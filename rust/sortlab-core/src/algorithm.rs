use serde::{Deserialize, Serialize};
use strum::{Display, EnumIter, EnumString, IntoEnumIterator, IntoStaticStr};
use tracing::debug;

use crate::comparison::{bubble_sort, insertion_sort, selection_sort};
use crate::error::SortError;
use crate::merge::merge_sort;
use crate::radix::try_radix_sort;

/// The five sorting algorithms this crate implements.
#[derive(
    Debug,
    Clone,
    Copy,
    PartialEq,
    Eq,
    Hash,
    Default,
    Serialize,
    Deserialize,
    Display,
    EnumString,
    EnumIter,
    IntoStaticStr,
)]
#[serde(rename_all = "lowercase")]
#[strum(serialize_all = "lowercase", ascii_case_insensitive)]
pub enum Algorithm {
    Bubble,
    Insertion,
    Selection,
    #[default]
    Merge,
    Radix,
}

/// Asymptotic cost of an algorithm, in big-O notation.
#[derive(Debug, Clone, Copy, PartialEq, Eq, Serialize)]
pub struct Complexity {
    pub best: &'static str,
    pub average: &'static str,
    pub worst: &'static str,
    /// Auxiliary space.
    pub space: &'static str,
}

impl Algorithm {
    /// Parse an algorithm name, case-insensitively.
    pub fn from_name(name: &str) -> Result<Self, SortError> {
        name.trim()
            .parse()
            .map_err(|_| SortError::UnknownAlgorithm(name.to_string()))
    }

    pub fn all() -> impl Iterator<Item = Algorithm> {
        Algorithm::iter()
    }

    pub fn name(self) -> &'static str {
        self.into()
    }

    /// Returns true if equal elements keep their input order.
    ///
    /// Merge sort is unstable here because its merge emits the right-hand
    /// element first on ties.
    pub fn is_stable(self) -> bool {
        matches!(
            self,
            Algorithm::Bubble | Algorithm::Insertion | Algorithm::Radix
        )
    }

    /// Returns true if the algorithm sorts the caller's storage rather than
    /// allocating a new sequence.
    pub fn is_in_place(self) -> bool {
        matches!(
            self,
            Algorithm::Bubble | Algorithm::Insertion | Algorithm::Selection
        )
    }

    /// Radix sort only accepts non-negative integers.
    pub fn requires_non_negative(self) -> bool {
        self == Algorithm::Radix
    }

    pub fn complexity(self) -> Complexity {
        match self {
            // No early exit, so sorted input still costs a full scan.
            Algorithm::Bubble => Complexity {
                best: "O(n^2)",
                average: "O(n^2)",
                worst: "O(n^2)",
                space: "O(1)",
            },
            Algorithm::Insertion => Complexity {
                best: "O(n)",
                average: "O(n^2)",
                worst: "O(n^2)",
                space: "O(1)",
            },
            Algorithm::Selection => Complexity {
                best: "O(n^2)",
                average: "O(n^2)",
                worst: "O(n^2)",
                space: "O(1)",
            },
            Algorithm::Merge => Complexity {
                best: "O(n log n)",
                average: "O(n log n)",
                worst: "O(n log n)",
                space: "O(n)",
            },
            Algorithm::Radix => Complexity {
                best: "O(nk)",
                average: "O(nk)",
                worst: "O(nk)",
                space: "O(n + k)",
            },
        }
    }

    /// Sort `values` ascending with this algorithm.
    ///
    /// In-place algorithms reorder the vector's own buffer; merge and radix
    /// sort build a fresh vector. Radix sort rejects negative input.
    pub fn sort_values(self, mut values: Vec<i64>) -> Result<Vec<i64>, SortError> {
        debug!(algorithm = %self, len = values.len(), "sorting values");
        match self {
            Algorithm::Bubble => {
                bubble_sort(&mut values);
                Ok(values)
            }
            Algorithm::Insertion => {
                insertion_sort(&mut values);
                Ok(values)
            }
            Algorithm::Selection => {
                selection_sort(&mut values);
                Ok(values)
            }
            Algorithm::Merge => Ok(merge_sort(&values)),
            Algorithm::Radix => try_radix_sort(&values),
        }
    }
}
//! Decimal digit extraction used by radix sort.
//!
//! Every helper works on the magnitude `|n|`, so the sign of a value never
//! influences which digit it reports.

use num_traits::PrimInt;

/// Absolute value of any primitive integer, widened to `u128`.
fn magnitude<T: PrimInt>(number: T) -> u128 {
    match number.to_u128() {
        Some(m) => m,
        // Only negative values fail the unsigned conversion, and every
        // negative primitive integer fits in an i128.
        None => number.to_i128().map_or(0, i128::unsigned_abs),
    }
}

/// Returns the decimal digit of `|number|` at `position`, counting from the
/// least-significant digit (position 0).
///
/// Positions past the most significant digit yield `0`.
///
/// ```
/// use sortlab_core::digits::digit_at;
///
/// assert_eq!(digit_at(9805, 0), 5);
/// assert_eq!(digit_at(9805, 2), 8);
/// assert_eq!(digit_at(9805, 7), 0);
/// ```
pub fn digit_at<T: PrimInt>(number: T, position: u32) -> u8 {
    match 10u128.checked_pow(position) {
        Some(divisor) => ((magnitude(number) / divisor) % 10) as u8,
        None => 0,
    }
}

/// Number of decimal digits in `|number|`. Zero has one digit.
pub fn digit_count<T: PrimInt>(number: T) -> u32 {
    match magnitude(number) {
        0 => 1,
        m => m.ilog10() + 1,
    }
}

/// Largest [`digit_count`] across `numbers`; `0` for an empty slice.
///
/// This is the number of passes radix sort performs.
pub fn max_digit_count<T: PrimInt>(numbers: &[T]) -> u32 {
    numbers.iter().map(|&n| digit_count(n)).max().unwrap_or(0)
}
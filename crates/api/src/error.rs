use axum::{
    http::StatusCode,
    response::{IntoResponse, Response},
    Json,
};
use serde::Serialize;
use thiserror::Error;

use domain::services::routing::RoutingError;

#[derive(Debug, Error)]
pub enum ApiError {
    #[error("Not found: {0}")]
    NotFound(String),

    #[error("Conflict: {0}")]
    Conflict(String),

    #[error("Validation error: {0}")]
    Validation(String),

    #[error("Internal error: {0}")]
    Internal(String),

    #[error("Service unavailable: {0}")]
    ServiceUnavailable(String),
}

#[derive(Debug, Serialize)]
struct ErrorBody {
    error: String,
    message: String,
}

impl IntoResponse for ApiError {
    fn into_response(self) -> Response {
        let (status, error_code, message) = match &self {
            ApiError::NotFound(msg) => (StatusCode::NOT_FOUND, "not_found", msg.clone()),
            ApiError::Conflict(msg) => (StatusCode::CONFLICT, "conflict", msg.clone()),
            ApiError::Validation(msg) => (StatusCode::BAD_REQUEST, "validation_error", msg.clone()),
            ApiError::Internal(msg) => {
                tracing::error!("Internal error: {}", msg);
                (
                    StatusCode::INTERNAL_SERVER_ERROR,
                    "internal_error",
                    "An internal error occurred".into(),
                )
            }
            ApiError::ServiceUnavailable(msg) => (
                StatusCode::SERVICE_UNAVAILABLE,
                "service_unavailable",
                msg.clone(),
            ),
        };

        let body = ErrorBody {
            error: error_code.into(),
            message,
        };

        (status, Json(body)).into_response()
    }
}

impl From<sqlx::Error> for ApiError {
    fn from(err: sqlx::Error) -> Self {
        match err {
            sqlx::Error::RowNotFound => ApiError::NotFound("Resource not found".into()),
            sqlx::Error::Database(db_err) => {
                if let Some(code) = db_err.code() {
                    match code.as_ref() {
                        "23505" => ApiError::Conflict("Resource already exists".into()),
                        "23503" => ApiError::NotFound("Referenced resource not found".into()),
                        _ => ApiError::Internal(format!("Database error: {}", db_err)),
                    }
                } else {
                    ApiError::Internal(format!("Database error: {}", db_err))
                }
            }
            _ => ApiError::Internal(format!("Database error: {}", err)),
        }
    }
}

impl From<validator::ValidationErrors> for ApiError {
    fn from(errors: validator::ValidationErrors) -> Self {
        let messages: Vec<String> = errors
            .field_errors()
            .iter()
            .flat_map(|(field, errors)| {
                errors.iter().map(move |e| {
                    format!(
                        "{}: {}",
                        field,
                        e.message.as_ref().map(|m| m.to_string()).unwrap_or_default()
                    )
                })
            })
            .collect();

        ApiError::Validation(messages.join(", "))
    }
}

impl From<RoutingError> for ApiError {
    fn from(err: RoutingError) -> Self {
        match err {
            RoutingError::UnknownAddress(id) => {
                ApiError::NotFound(format!("Address {} not found", id))
            }
            // Provider failures are retryable from the client's perspective
            RoutingError::Unavailable(_) | RoutingError::Timeout => {
                ApiError::ServiceUnavailable(err.to_string())
            }
        }
    }
}
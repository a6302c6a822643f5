//! Delivery aggregate row mappings.
//!
//! Delivery CRUD itself lives elsewhere in the platform; this core only
//! reads aggregate projections for the compliance report and the heatmap
//! GROUP BY.

use sqlx::FromRow;

/// Aggregate row for the driver compliance report.
#[derive(Debug, Clone, FromRow)]
pub struct DriverComplianceAggregate {
    pub driver_id: i64,
    pub driver_name: String,
    pub phone_number: Option<String>,
    pub total_deliveries: i64,
    pub missed_deliveries: i64,
    pub late_deliveries: i64,
}

/// Aggregate row for the partner compliance report.
#[derive(Debug, Clone, FromRow)]
pub struct PartnerComplianceAggregate {
    pub partner_id: i64,
    pub partner_name: String,
    pub business_name: Option<String>,
    pub total_orders: i64,
    pub expired_items: i64,
    pub low_stock_items: i64,
    pub kyc_completed: bool,
}

/// Aggregate row for the delivery heatmap.
#[derive(Debug, Clone, FromRow)]
pub struct HeatmapAggregate {
    pub region: String,
    pub woreda: String,
    pub delivery_count: i64,
    pub center_lat: Option<f64>,
    pub center_long: Option<f64>,
}
//! Shared utilities and common types for the Lastmile backend.
//!
//! This crate provides common functionality used across all other crates:
//! - Coordinate and telemetry field validation
//! - Cursor-based pagination helpers

pub mod pagination;
pub mod validation;
//! GeoPoint entity (database row mapping).

use chrono::{DateTime, Utc};
use sqlx::FromRow;

/// Database row mapping for the geo_points table.
#[derive(Debug, Clone, FromRow)]
pub struct GeoPointEntity {
    pub id: i64,
    pub driver_id: i64,
    pub delivery_id: Option<i64>,
    pub lat: f64,
    pub long: f64,
    pub timestamp: DateTime<Utc>,
    pub speed_kmh: Option<f64>,
    pub heading_degrees: Option<f64>,
    pub accuracy_meters: Option<f64>,
    pub active: bool,
    pub version: i64,
    pub created_at: DateTime<Utc>,
    pub updated_at: Option<DateTime<Utc>>,
}

impl From<GeoPointEntity> for domain::models::GeoPoint {
    fn from(entity: GeoPointEntity) -> Self {
        Self {
            id: entity.id,
            driver_id: entity.driver_id,
            delivery_id: entity.delivery_id,
            lat: entity.lat,
            long: entity.long,
            timestamp: entity.timestamp,
            speed_kmh: entity.speed_kmh,
            heading_degrees: entity.heading_degrees,
            accuracy_meters: entity.accuracy_meters,
            active: entity.active,
            version: entity.version,
            created_at: entity.created_at,
            updated_at: entity.updated_at,
        }
    }
}
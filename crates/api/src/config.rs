use serde::Deserialize;
use std::net::SocketAddr;

#[derive(Debug, Clone, Deserialize)]
pub struct Config {
    pub server: ServerConfig,
    pub database: DatabaseConfig,
    pub logging: LoggingConfig,
    #[serde(default)]
    pub security: SecurityConfig,
    #[serde(default)]
    pub tracking: TrackingConfig,
    #[serde(default)]
    pub routing: RoutingConfig,
}

#[derive(Debug, Clone, Deserialize)]
pub struct ServerConfig {
    #[serde(default = "default_host")]
    pub host: String,

    #[serde(default = "default_port")]
    pub port: u16,

    #[serde(default = "default_request_timeout")]
    pub request_timeout_secs: u64,
}

#[derive(Debug, Clone, Deserialize)]
pub struct DatabaseConfig {
    pub url: String,

    #[serde(default = "default_max_connections")]
    pub max_connections: u32,

    #[serde(default = "default_min_connections")]
    pub min_connections: u32,

    #[serde(default = "default_connect_timeout")]
    pub connect_timeout_secs: u64,

    #[serde(default = "default_idle_timeout")]
    pub idle_timeout_secs: u64,
}

#[derive(Debug, Clone, Deserialize)]
pub struct LoggingConfig {
    #[serde(default = "default_log_level")]
    pub level: String,

    #[serde(default = "default_log_format")]
    pub format: String,
}

#[derive(Debug, Clone, Deserialize, Default)]
pub struct SecurityConfig {
    #[serde(default)]
    pub cors_origins: Vec<String>,
}

/// Tracking subsystem tuning.
#[derive(Debug, Clone, Deserialize)]
pub struct TrackingConfig {
    /// Drivers with a ping newer than this are reported online.
    #[serde(default = "default_online_threshold")]
    pub online_threshold_secs: i64,

    /// GeoPoint retention window for the cleanup job.
    #[serde(default = "default_retention_days")]
    pub geo_point_retention_days: u32,

    /// Lifetime of an in-memory geofence registration.
    #[serde(default = "default_geofence_ttl_hours")]
    pub geofence_ttl_hours: i64,

    /// Cluster radius used when the map view does not specify one.
    #[serde(default = "default_cluster_radius_km")]
    pub default_cluster_radius_km: f64,
}

impl Default for TrackingConfig {
    fn default() -> Self {
        Self {
            online_threshold_secs: default_online_threshold(),
            geo_point_retention_days: default_retention_days(),
            geofence_ttl_hours: default_geofence_ttl_hours(),
            default_cluster_radius_km: default_cluster_radius_km(),
        }
    }
}

/// Routing provider selection.
#[derive(Debug, Clone, Deserialize)]
pub struct RoutingConfig {
    /// Provider: "stub" (no road network) or "osrm".
    #[serde(default = "default_routing_provider")]
    pub provider: String,

    /// OSRM service URL (required for the osrm provider).
    #[serde(default)]
    pub url: String,

    /// Request timeout in milliseconds for provider calls.
    #[serde(default = "default_routing_timeout_ms")]
    pub timeout_ms: u64,
}

impl Default for RoutingConfig {
    fn default() -> Self {
        Self {
            provider: default_routing_provider(),
            url: String::new(),
            timeout_ms: default_routing_timeout_ms(),
        }
    }
}

// Default value functions
fn default_host() -> String {
    "0.0.0.0".to_string()
}
fn default_port() -> u16 {
    8080
}
fn default_request_timeout() -> u64 {
    30
}
fn default_max_connections() -> u32 {
    20
}
fn default_min_connections() -> u32 {
    5
}
fn default_connect_timeout() -> u64 {
    10
}
fn default_idle_timeout() -> u64 {
    600
}
fn default_log_level() -> String {
    "info".to_string()
}
fn default_log_format() -> String {
    "json".to_string()
}
fn default_online_threshold() -> i64 {
    300
}
fn default_retention_days() -> u32 {
    30
}
fn default_geofence_ttl_hours() -> i64 {
    24
}
fn default_cluster_radius_km() -> f64 {
    2.0
}
fn default_routing_provider() -> String {
    "stub".to_string()
}
fn default_routing_timeout_ms() -> u64 {
    10_000
}

impl Config {
    /// Load configuration from files and environment variables.
    ///
    /// Loading order (later sources override earlier):
    /// 1. config/default.toml - base configuration with defaults
    /// 2. config/local.toml - local overrides (optional, not in git)
    /// 3. Environment variables with LM__ prefix
    pub fn load() -> Result<Self, config::ConfigError> {
        let config = config::Config::builder()
            .add_source(config::File::with_name("config/default"))
            .add_source(config::File::with_name("config/local").required(false))
            .add_source(config::Environment::with_prefix("LM").separator("__"))
            .build()?;

        config.try_deserialize()
    }

    /// Socket address the server binds to.
    pub fn socket_addr(&self) -> SocketAddr {
        format!("{}:{}", self.server.host, self.server.port)
            .parse()
            .expect("Invalid server host/port configuration")
    }
}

Requirement
Whenever the string "space" turns up in a line above, copy that line out.

Response area
    /// Auxiliary space.
    pub space: &'static str,
                space: "O(1)",
                space: "O(1)",
                space: "O(1)",
                space: "O(n)",
                space: "O(n + k)",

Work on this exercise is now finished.